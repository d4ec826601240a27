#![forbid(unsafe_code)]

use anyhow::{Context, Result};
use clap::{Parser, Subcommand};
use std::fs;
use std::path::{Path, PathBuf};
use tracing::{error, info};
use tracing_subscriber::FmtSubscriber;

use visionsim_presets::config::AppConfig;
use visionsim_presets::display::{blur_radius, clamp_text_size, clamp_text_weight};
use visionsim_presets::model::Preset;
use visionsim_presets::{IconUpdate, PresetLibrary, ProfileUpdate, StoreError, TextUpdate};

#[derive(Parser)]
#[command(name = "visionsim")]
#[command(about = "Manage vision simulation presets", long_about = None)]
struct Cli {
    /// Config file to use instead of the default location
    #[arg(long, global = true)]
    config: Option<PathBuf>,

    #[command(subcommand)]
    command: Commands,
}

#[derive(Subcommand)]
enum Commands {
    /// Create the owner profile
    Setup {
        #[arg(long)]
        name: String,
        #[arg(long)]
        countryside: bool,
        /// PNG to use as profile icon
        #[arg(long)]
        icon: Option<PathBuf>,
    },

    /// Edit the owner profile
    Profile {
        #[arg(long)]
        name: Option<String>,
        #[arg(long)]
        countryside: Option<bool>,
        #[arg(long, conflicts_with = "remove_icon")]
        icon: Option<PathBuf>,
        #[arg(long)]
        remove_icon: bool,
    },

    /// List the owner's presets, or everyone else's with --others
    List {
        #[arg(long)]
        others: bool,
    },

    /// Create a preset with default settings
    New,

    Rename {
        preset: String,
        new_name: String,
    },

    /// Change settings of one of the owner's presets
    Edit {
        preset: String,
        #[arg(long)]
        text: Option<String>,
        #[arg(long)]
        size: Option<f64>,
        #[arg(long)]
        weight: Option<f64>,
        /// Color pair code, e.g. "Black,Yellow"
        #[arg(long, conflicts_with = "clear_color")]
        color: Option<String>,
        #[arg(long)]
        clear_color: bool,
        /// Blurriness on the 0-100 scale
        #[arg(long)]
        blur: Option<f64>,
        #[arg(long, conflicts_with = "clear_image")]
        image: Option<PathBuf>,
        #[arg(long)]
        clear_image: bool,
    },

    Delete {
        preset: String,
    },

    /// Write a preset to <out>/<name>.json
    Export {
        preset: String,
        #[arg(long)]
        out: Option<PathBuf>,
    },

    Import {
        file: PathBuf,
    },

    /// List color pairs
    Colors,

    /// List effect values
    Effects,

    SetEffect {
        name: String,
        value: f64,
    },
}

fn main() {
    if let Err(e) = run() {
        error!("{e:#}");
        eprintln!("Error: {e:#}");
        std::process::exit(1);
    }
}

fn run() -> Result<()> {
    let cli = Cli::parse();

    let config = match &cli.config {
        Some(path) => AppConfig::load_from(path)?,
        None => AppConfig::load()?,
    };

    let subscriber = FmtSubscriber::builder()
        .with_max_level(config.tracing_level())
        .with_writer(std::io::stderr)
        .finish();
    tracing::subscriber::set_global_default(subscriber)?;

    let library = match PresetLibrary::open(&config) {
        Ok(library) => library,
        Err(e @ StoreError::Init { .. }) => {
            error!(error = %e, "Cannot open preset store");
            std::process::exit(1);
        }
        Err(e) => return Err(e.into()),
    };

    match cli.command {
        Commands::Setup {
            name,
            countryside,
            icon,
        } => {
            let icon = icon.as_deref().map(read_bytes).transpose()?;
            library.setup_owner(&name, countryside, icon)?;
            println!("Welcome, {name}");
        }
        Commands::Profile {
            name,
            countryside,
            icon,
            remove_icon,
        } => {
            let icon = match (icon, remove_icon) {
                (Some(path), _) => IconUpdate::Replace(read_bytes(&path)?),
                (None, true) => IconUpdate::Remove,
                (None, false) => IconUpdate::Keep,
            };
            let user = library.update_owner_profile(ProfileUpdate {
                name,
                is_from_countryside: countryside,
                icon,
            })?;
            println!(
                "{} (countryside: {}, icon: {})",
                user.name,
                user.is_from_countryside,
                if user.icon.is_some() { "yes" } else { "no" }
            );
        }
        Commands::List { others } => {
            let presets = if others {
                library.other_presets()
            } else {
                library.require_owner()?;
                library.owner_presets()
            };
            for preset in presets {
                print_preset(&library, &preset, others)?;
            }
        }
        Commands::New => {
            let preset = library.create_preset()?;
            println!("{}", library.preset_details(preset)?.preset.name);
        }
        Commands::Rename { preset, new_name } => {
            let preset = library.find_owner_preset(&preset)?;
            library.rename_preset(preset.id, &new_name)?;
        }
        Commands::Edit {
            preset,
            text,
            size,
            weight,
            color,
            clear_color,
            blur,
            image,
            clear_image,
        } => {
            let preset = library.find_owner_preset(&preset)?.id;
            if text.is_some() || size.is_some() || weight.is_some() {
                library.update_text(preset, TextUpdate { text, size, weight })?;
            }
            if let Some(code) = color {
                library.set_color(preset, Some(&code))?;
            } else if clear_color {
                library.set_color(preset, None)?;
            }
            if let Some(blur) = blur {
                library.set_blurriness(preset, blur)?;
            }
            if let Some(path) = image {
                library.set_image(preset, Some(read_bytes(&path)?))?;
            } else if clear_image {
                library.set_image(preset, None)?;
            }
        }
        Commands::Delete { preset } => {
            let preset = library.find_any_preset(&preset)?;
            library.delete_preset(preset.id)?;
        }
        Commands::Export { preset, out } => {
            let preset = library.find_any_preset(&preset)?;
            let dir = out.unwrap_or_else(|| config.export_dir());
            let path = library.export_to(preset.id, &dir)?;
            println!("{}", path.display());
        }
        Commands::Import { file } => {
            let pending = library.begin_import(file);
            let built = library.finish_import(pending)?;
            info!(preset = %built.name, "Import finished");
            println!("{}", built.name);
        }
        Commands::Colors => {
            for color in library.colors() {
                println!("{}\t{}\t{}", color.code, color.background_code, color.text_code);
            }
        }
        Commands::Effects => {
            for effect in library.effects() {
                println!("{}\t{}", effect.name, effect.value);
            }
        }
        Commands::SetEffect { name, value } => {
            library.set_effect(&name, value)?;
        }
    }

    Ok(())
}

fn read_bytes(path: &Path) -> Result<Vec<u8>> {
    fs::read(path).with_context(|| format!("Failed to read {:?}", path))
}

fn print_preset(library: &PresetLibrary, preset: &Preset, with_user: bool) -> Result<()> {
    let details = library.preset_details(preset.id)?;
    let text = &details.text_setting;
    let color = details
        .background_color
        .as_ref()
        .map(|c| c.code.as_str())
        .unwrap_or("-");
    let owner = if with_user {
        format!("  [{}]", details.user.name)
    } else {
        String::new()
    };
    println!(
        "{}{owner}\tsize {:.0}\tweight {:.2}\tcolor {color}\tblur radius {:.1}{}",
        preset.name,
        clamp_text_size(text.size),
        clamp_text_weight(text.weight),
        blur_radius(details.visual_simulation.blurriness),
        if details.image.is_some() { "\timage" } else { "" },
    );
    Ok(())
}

+++

• **What you have to do**: Within the data above, filter for lines containing the word "open" and copy each one.

• **Written answer**:
    let library = match PresetLibrary::open(&config) {
            error!(error = %e, "Cannot open preset store");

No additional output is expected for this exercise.